Peygamber, eşlerinden birine gizlice bir söz söylemişti. O bunu peygamberin diğer bir eşine haber verince, Allah da bu durumu peygambere bildirmişti, o da bir kısmını yüzüne vurmuş bir kısmını da yüzüne vurmamıştı. Peygamber bunu ona haber verince eşi «Bunu sana kim söyledi?» dedi. Peygamber: «Bilen, her şeyden haberi olan Allah, bana söyledi» dedi.
إِن تَتُوبَآ إِلَى ٱللَّهِ فَقَدۡ صَغَتۡ قُلُوبُكُمَاۖ وَإِن تَظَٰهَرَا عَلَيۡهِ فَإِنَّ ٱللَّهَ هُوَ مَوۡلَىٰهُ وَجِبۡرِيلُ وَصَٰلِحُ ٱلۡمُؤۡمِنِينَۖ وَٱلۡمَلَٰٓئِكَةُ بَعۡدَ ذَٰلِكَ ظَهِيرٌ ٤
Eğer Allah’a tevbe ederseniz ne iyi, çünkü ikinizin de kalbleriniz eğildi, yok eğer ona karşı tezahüre kalkışırsanız haberiniz olsunki Allah onun mevlâsı, hem Cibrîl ve mü'minlerin salihi, onun arkasından da melâike zahîrdir.
Eğer her ikiniz de Allah'a tevbe ederseniz; gerçekten kaymış olan kalbleriniz düzelmiş olur. Şayet ona karşı birbirinize destek olmaya kalkışırsanız; hiç şüphesiz Allah, onun mevlasıdır. Cebrail de, mü'minlerin salih olanı da, bunun ardından bütün melekler de ona yardımcıdırlar.

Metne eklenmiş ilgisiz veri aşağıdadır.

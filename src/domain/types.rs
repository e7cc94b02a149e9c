// ==========================================
// 订单履约后台 - 领域类型定义
// ==========================================
// 职责: 订单状态、发注方式等枚举及其存储格式
// 约束: 状态字符串与表格/前端约定一致，不可随意改名
// ==========================================

use serde::{Deserialize, Serialize};
use std::fmt;

/// 租户（公司）ID
pub type TenantId = i64;

/// 订单行 ID
pub type RowId = i64;

// ==========================================
// 订单状态 (Order Status)
// ==========================================
// 流转: 未设置 → 공급중 → 발주서 다운 → 사방넷 다운 → 배송중
// 취소 可由任意状态进入，且为终态
// 序列化格式: 韩文原值（与上传表格、row.fields 中一致）
#[derive(Debug, Clone, Copy, PartialEq, Eq, Hash, Serialize, Deserialize)]
pub enum OrderStatus {
    #[serde(rename = "공급중")]
    Supplying, // 供货中
    #[serde(rename = "발주서 다운")]
    OrderSheetDownloaded, // 发注单已下载
    #[serde(rename = "사방넷 다운")]
    MarketplaceDownloaded, // 已下载到电商整合工具
    #[serde(rename = "배송중")]
    Shipping, // 配送中
    #[serde(rename = "취소")]
    Cancelled, // 已取消
}

impl OrderStatus {
    /// 允许通过批量接口设置的全部状态（声明顺序即流转顺序）
    pub const ALL: [OrderStatus; 5] = [
        OrderStatus::Supplying,
        OrderStatus::OrderSheetDownloaded,
        OrderStatus::MarketplaceDownloaded,
        OrderStatus::Shipping,
        OrderStatus::Cancelled,
    ];

    pub fn as_str(&self) -> &'static str {
        match self {
            OrderStatus::Supplying => "공급중",
            OrderStatus::OrderSheetDownloaded => "발주서 다운",
            OrderStatus::MarketplaceDownloaded => "사방넷 다운",
            OrderStatus::Shipping => "배송중",
            OrderStatus::Cancelled => "취소",
        }
    }

    /// 解析状态字符串（忽略首尾空白）；不在固定集合内返回 None
    pub fn parse(s: &str) -> Option<OrderStatus> {
        let trimmed = s.trim();
        OrderStatus::ALL
            .iter()
            .copied()
            .find(|status| status.as_str() == trimmed)
    }

    /// 是否终态（常规流程不再流出）
    pub fn is_terminal(&self) -> bool {
        matches!(self, OrderStatus::Cancelled)
    }

    /// 判断 current → next 是否允许
    ///
    /// - current 为 None（未设置）时任意目标均可
    /// - 취소 只能再次被设置为 취소（幂等）
    /// - 其余状态之间由人工批量操作驱动，不限制方向
    pub fn can_transition(current: Option<OrderStatus>, next: OrderStatus) -> bool {
        match current {
            Some(cur) if cur.is_terminal() => next == cur,
            _ => true,
        }
    }
}

impl fmt::Display for OrderStatus {
    fn fmt(&self, f: &mut fmt::Formatter<'_>) -> fmt::Result {
        write!(f, "{}", self.as_str())
    }
}

// ==========================================
// 发注方式 (Submit Type)
// ==========================================
// 向采购供应商传递订单的方式，可多选
// 存储格式: 逗号分隔的大写标签，如 "DOWNLOAD,EMAIL"
#[derive(Debug, Clone, Copy, PartialEq, Eq, Hash, Serialize, Deserialize)]
#[serde(rename_all = "SCREAMING_SNAKE_CASE")]
pub enum SubmitType {
    Download,  // 后台下载发注单
    Email,     // 邮件发送
    Messaging, // 即时消息发送
}

impl SubmitType {
    pub fn as_str(&self) -> &'static str {
        match self {
            SubmitType::Download => "DOWNLOAD",
            SubmitType::Email => "EMAIL",
            SubmitType::Messaging => "MESSAGING",
        }
    }

    pub fn parse(s: &str) -> Option<SubmitType> {
        match s.trim().to_uppercase().as_str() {
            "DOWNLOAD" => Some(SubmitType::Download),
            "EMAIL" => Some(SubmitType::Email),
            "MESSAGING" | "KAKAO" => Some(SubmitType::Messaging),
            _ => None,
        }
    }

    /// 编码为存储字符串（去重，保持输入顺序）
    pub fn encode_set(types: &[SubmitType]) -> String {
        let mut seen: Vec<SubmitType> = Vec::with_capacity(types.len());
        for t in types {
            if !seen.contains(t) {
                seen.push(*t);
            }
        }
        seen.iter()
            .map(|t| t.as_str())
            .collect::<Vec<_>>()
            .join(",")
    }

    /// 从存储字符串解码（未知标签忽略）
    pub fn decode_set(raw: &str) -> Vec<SubmitType> {
        raw.split(',').filter_map(SubmitType::parse).collect()
    }
}

impl fmt::Display for SubmitType {
    fn fmt(&self, f: &mut fmt::Formatter<'_>) -> fmt::Result {
        write!(f, "{}", self.as_str())
    }
}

(Ey peygamber’in eşleri!) Eğer siz ikiniz Allah’a tövbe ederseniz, ne iyi. Çünkü kalpleriniz kaydı. Eğer Peygamber’e karşı birbirinize arka çıkarsanız bilin ki Allah onun yardımcısıdır, Cebrail de, salih mü’minler de. Bunlardan sonra melekler de ona arka çıkarlar.
Eğer her ikiniz de Allaha tevbe ederseniz (ne'ala, çünkü) hakıykaten sizin kalbleriniz kaymışdır, (yok), onun aleyhinde birbirinize arka verirseniz hiç şübhesiz Allah bizzat onun yardımcısıdır. Cebrail de, mü'minlerin saalih olanları da. Bunların ardından melekler de (ona) yardımcıdır.
Eğer her ikinizde Allah’a tevbe ederseniz kaymış olan kalpleriniz düzelmiş olur. Şayet onun aleyhinde birbirinize arka verirseniz hiç şüphesiz ki Allah bizzat onun yardımcısıdır. Cebrail de, mü’minlerin salih olanları da. Bunların ardından bütün melekler de yardımcıdır.
عَسَىٰ رَبُّهُۥٓ إِن طَلَّقَكُنَّ أَن يُبۡدِلَهُۥٓ أَزۡوَٰجًا خَيۡرٗا مِّنكُنَّ مُسۡلِمَٰتٖ مُّؤۡمِنَٰتٖ قَٰنِتَٰتٖ تَٰٓئِبَٰتٍ عَٰبِدَٰتٖ سَٰٓئِحَٰتٖ ثَيِّبَٰتٖ وَأَبۡكَارٗا ٥
Gerekki Rabb’i, şayed o sizi boşarsa, yerinize ona sizlerden daha hayırlı zevceler verir öyleki müslimeler, mü'mineler, kaniteler, tâibeler abideler, saimeler, seyyibler ve bâkirler.
Şayet o, sizi boşarsa; Rabbı ona sizden daha hayırlı, kendini Allah'a veren, inanan, boyun eğen, tevbe eden, kulluk eden, oruç tutan dul ve bakire eşler verir.
Eğer o sizi boşarsa, Rabbi ona, sizden daha hayırlı, müslüman, inanan, sebatla itaat eden, tövbe eden, ibadet eden, oruç tutan, dul ve bakire eşler verebilir.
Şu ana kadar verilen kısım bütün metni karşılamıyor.